= Assignment =
Copy out each line of the data that holds the string "programs".

*** Begin section ***

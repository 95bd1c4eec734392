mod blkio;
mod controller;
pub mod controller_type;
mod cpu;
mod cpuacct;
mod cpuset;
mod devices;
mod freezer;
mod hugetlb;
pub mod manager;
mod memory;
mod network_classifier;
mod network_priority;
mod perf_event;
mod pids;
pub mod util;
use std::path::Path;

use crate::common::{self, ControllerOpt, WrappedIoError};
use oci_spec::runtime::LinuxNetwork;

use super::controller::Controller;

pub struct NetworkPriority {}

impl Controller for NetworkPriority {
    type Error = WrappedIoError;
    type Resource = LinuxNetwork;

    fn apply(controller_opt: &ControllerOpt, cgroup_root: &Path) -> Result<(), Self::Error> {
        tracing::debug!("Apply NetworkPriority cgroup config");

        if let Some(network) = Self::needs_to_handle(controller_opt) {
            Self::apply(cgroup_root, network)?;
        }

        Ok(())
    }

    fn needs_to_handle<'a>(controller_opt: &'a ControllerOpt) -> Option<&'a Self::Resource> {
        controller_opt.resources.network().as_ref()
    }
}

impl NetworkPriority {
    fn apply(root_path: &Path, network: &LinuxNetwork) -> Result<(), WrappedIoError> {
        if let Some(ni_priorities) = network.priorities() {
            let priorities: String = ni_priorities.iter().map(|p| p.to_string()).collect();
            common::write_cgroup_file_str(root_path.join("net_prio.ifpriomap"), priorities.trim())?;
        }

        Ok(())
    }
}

*** End section ***
*** Begin section ***

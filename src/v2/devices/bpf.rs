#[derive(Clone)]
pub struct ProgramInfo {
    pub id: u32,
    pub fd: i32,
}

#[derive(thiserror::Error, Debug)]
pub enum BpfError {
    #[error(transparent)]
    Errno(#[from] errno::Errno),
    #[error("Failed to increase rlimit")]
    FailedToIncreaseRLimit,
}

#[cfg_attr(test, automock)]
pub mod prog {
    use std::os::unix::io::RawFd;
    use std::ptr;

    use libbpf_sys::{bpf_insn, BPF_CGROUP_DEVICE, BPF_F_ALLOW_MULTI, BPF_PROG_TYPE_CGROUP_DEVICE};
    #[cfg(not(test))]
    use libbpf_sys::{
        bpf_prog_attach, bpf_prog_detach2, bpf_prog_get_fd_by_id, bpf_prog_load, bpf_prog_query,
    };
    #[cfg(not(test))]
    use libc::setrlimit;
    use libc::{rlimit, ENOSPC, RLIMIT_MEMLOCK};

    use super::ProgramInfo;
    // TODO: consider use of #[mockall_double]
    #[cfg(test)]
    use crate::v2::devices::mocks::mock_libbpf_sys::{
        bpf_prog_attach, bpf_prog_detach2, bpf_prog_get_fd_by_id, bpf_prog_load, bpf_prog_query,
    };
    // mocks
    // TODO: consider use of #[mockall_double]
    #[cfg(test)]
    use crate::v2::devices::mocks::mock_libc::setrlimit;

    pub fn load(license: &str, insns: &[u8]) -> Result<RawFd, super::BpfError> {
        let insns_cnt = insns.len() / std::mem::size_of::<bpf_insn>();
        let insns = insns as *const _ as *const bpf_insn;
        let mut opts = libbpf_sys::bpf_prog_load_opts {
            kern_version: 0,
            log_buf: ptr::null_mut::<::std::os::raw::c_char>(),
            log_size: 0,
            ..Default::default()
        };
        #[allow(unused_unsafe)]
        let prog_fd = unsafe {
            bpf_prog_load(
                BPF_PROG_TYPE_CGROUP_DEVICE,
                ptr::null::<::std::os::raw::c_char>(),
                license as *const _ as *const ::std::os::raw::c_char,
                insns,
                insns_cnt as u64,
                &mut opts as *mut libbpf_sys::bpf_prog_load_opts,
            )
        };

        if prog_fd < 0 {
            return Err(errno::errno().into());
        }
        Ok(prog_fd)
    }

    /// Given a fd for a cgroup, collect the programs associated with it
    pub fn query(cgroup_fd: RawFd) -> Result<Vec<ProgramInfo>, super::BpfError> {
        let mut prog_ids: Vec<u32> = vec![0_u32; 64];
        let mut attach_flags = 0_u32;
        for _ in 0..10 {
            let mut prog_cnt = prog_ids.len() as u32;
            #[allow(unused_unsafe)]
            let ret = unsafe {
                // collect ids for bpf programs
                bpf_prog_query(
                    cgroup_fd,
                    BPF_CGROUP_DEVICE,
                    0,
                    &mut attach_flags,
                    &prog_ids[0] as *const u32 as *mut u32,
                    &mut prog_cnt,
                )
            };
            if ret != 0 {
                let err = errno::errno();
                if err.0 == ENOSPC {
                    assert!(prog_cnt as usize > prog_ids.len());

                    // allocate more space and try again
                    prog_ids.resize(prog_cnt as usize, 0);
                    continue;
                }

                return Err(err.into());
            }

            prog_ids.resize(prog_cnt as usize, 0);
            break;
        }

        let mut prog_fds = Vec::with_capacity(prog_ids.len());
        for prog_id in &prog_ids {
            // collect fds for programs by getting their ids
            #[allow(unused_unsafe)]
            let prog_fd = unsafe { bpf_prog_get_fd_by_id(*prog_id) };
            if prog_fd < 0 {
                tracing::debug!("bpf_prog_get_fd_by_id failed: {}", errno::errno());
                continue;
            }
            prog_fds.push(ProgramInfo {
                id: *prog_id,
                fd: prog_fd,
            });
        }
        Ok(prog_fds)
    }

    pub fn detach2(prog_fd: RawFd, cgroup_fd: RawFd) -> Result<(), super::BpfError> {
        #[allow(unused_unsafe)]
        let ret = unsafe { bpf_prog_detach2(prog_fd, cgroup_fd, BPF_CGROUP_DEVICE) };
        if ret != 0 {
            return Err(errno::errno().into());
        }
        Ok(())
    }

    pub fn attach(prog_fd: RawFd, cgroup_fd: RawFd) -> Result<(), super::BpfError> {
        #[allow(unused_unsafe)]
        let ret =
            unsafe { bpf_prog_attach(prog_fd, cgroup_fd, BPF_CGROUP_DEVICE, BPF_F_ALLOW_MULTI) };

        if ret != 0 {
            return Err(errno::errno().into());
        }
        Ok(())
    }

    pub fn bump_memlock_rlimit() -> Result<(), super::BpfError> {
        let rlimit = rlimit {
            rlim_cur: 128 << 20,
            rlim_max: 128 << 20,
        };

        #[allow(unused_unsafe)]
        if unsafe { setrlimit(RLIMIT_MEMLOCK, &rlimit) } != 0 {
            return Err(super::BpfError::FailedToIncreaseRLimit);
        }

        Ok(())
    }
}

*** End section ***
*** Begin section ***

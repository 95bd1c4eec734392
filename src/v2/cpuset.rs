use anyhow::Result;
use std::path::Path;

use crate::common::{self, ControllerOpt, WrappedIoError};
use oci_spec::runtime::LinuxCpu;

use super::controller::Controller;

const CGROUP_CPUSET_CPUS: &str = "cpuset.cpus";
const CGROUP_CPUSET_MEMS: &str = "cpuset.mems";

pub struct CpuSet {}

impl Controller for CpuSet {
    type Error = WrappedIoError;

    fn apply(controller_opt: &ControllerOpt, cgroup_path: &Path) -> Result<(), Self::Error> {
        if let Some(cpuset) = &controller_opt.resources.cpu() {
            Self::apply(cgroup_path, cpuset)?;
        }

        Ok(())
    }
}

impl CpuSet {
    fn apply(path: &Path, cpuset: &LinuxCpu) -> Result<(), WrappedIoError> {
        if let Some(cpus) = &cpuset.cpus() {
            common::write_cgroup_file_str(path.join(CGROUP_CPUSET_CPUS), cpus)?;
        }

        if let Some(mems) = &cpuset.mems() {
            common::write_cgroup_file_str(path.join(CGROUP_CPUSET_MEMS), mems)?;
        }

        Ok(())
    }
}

*** End section ***

= Exercise output =
    /// Given a fd for a cgroup, collect the programs associated with it
                // collect ids for bpf programs
            // collect fds for programs by getting their ids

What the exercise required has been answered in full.